> [Information shown]:

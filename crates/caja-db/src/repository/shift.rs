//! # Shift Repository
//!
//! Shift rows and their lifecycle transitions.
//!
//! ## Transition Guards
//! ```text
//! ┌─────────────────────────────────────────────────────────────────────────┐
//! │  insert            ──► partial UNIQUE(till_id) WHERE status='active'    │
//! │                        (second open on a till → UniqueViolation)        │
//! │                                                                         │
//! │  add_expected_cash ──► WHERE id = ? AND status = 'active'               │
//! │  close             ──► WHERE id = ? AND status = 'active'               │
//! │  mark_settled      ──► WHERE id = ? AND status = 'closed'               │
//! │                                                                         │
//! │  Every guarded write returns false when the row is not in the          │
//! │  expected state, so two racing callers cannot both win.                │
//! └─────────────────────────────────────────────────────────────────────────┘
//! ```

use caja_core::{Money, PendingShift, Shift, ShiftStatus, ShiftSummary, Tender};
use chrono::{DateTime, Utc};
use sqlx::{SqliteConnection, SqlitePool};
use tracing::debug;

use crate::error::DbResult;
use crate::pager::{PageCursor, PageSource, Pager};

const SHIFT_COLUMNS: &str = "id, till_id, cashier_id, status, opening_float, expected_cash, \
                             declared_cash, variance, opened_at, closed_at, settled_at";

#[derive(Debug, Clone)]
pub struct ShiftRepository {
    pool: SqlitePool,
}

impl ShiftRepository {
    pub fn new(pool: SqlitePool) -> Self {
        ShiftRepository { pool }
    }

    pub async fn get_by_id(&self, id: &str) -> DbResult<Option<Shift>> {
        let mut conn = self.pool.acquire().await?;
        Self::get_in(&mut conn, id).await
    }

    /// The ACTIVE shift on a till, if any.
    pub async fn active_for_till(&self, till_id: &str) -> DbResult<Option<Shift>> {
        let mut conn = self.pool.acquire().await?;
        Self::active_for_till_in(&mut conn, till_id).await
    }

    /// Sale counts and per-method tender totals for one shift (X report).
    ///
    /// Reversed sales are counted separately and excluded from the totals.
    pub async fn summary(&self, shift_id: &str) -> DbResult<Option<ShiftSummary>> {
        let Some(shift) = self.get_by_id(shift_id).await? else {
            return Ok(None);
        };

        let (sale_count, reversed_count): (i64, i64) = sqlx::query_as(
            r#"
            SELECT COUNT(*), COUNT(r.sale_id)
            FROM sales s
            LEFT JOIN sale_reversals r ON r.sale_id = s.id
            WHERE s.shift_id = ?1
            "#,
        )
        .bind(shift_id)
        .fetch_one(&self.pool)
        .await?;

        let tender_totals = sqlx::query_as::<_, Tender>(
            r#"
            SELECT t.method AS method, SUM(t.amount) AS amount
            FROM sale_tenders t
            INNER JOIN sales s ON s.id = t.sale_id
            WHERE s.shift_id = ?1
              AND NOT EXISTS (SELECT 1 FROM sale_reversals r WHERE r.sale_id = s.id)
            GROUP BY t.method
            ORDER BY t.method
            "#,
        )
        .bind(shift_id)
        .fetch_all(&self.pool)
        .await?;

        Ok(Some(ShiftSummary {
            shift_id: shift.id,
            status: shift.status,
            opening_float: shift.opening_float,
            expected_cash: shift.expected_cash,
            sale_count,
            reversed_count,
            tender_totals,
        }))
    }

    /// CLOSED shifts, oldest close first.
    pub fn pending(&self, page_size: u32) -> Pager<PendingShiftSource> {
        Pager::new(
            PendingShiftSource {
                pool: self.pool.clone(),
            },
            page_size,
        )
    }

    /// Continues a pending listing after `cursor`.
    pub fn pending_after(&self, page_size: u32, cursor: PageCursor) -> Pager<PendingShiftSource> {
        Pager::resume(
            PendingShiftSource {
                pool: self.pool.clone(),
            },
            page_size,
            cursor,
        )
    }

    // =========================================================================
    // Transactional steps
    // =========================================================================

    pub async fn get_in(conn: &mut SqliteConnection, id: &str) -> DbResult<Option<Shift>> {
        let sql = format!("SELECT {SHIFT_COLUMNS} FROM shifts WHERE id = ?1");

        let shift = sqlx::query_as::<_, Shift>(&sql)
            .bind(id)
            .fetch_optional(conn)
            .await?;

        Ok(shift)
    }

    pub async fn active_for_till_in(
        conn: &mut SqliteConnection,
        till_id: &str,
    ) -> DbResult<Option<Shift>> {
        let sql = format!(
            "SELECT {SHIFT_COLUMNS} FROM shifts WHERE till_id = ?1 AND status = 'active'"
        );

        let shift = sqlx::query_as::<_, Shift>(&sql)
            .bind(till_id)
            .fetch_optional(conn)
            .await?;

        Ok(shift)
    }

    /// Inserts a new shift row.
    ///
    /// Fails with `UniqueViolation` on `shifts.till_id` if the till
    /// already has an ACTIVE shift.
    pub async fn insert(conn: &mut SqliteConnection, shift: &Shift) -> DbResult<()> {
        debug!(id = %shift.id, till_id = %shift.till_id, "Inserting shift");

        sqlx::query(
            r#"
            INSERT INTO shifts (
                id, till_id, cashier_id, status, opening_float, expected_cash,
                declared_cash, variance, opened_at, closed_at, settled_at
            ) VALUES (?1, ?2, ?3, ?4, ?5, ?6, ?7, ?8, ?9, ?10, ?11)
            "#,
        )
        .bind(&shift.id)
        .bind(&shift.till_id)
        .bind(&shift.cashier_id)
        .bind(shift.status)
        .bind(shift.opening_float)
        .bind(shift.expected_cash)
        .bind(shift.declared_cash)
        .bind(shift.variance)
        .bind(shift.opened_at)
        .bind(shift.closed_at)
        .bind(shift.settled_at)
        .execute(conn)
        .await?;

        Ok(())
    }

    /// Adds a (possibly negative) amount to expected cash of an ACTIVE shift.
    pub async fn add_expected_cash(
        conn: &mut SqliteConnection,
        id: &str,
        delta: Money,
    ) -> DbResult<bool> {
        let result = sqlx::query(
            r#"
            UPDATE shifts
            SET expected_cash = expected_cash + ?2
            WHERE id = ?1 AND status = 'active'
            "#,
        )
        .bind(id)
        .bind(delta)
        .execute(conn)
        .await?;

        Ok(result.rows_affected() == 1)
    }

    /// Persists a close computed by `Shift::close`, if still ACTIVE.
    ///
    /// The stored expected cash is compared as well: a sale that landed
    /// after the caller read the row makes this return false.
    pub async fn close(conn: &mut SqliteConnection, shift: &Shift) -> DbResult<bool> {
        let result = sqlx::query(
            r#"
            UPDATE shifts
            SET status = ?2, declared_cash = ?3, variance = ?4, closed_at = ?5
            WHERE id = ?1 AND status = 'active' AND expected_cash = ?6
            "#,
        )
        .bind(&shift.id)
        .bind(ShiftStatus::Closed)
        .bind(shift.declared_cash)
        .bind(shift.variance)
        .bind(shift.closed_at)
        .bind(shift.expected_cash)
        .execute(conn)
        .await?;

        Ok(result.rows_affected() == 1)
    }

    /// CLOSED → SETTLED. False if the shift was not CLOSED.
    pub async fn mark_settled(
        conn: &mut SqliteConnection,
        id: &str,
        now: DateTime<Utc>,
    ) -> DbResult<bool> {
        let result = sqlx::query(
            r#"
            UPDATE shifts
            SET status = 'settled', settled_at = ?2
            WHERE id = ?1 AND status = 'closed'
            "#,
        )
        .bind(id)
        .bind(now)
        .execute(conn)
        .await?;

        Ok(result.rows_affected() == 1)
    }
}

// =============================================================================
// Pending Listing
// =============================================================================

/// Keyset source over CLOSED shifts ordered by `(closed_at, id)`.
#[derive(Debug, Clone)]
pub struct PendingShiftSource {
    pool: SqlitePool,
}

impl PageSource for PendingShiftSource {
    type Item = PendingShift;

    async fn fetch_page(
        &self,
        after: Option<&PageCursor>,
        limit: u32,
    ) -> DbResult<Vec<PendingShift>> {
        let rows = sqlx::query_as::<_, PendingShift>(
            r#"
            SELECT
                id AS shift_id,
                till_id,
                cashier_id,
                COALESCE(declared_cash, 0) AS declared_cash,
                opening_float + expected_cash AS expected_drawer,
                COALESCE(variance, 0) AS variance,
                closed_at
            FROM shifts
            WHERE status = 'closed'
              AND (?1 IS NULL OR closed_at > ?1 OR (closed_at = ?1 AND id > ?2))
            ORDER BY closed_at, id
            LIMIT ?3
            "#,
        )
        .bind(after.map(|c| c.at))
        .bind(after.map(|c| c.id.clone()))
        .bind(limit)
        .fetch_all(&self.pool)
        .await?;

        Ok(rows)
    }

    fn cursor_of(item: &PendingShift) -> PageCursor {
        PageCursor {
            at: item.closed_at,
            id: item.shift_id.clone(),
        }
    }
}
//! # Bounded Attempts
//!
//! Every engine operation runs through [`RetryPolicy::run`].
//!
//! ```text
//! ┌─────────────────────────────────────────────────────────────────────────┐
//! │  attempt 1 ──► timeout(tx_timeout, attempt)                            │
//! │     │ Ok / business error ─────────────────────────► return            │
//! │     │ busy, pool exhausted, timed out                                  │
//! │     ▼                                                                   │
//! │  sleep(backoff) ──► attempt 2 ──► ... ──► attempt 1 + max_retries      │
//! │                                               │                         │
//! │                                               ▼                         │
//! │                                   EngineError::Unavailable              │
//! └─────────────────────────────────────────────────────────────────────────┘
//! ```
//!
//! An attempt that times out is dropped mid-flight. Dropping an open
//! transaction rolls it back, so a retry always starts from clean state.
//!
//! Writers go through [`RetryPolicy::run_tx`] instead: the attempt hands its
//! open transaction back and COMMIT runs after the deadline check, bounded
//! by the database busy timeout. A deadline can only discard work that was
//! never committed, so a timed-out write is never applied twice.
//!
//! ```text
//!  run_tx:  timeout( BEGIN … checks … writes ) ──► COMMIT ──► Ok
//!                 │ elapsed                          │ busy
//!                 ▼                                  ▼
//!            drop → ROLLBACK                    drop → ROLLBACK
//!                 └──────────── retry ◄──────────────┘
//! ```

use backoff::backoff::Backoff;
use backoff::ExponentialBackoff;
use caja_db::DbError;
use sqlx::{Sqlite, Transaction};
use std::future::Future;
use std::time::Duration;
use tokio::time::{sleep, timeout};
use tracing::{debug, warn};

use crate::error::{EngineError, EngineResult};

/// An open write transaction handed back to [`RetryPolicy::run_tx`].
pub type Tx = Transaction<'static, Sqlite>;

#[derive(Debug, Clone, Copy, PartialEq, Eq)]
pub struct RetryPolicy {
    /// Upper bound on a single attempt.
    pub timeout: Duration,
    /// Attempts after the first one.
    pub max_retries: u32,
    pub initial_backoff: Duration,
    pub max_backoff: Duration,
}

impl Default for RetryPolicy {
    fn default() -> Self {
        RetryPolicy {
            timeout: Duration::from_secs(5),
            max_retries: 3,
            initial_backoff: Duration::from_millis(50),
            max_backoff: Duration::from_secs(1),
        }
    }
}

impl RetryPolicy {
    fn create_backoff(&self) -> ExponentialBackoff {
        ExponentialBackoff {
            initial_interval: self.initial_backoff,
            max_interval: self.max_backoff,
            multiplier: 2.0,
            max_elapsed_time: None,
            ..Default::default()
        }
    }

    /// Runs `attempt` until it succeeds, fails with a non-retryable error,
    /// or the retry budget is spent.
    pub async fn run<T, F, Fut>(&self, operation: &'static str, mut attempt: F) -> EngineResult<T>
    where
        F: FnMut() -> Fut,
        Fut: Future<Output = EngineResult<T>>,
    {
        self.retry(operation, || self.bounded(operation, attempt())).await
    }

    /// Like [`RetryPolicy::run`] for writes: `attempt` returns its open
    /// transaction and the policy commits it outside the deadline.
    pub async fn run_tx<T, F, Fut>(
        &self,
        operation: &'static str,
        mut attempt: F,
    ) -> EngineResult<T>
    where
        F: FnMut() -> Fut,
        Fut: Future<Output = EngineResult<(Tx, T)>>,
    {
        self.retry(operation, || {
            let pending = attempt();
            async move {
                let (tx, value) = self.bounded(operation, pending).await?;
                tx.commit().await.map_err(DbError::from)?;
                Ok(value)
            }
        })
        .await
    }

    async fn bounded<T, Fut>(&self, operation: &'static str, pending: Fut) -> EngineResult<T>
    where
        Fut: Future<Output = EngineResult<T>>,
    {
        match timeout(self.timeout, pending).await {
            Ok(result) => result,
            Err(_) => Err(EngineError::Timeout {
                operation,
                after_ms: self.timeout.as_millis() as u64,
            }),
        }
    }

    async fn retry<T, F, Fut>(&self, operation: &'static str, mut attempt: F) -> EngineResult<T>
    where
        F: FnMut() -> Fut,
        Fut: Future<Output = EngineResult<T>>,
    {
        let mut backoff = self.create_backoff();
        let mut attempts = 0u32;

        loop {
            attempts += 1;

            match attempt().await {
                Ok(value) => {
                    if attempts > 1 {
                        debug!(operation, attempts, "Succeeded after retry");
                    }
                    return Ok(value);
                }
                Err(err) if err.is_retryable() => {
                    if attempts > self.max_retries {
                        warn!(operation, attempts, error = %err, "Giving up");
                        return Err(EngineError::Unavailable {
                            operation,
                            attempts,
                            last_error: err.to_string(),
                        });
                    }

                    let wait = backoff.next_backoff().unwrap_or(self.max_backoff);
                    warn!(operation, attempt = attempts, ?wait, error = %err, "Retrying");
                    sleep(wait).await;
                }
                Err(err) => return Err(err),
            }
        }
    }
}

> [What you will do]: Write out every line of the listing that holds the word "UniqueViolation".

> [Solved problem]:
//! │                        (second open on a till → UniqueViolation)        │
    /// Fails with `UniqueViolation` on `shifts.till_id` if the till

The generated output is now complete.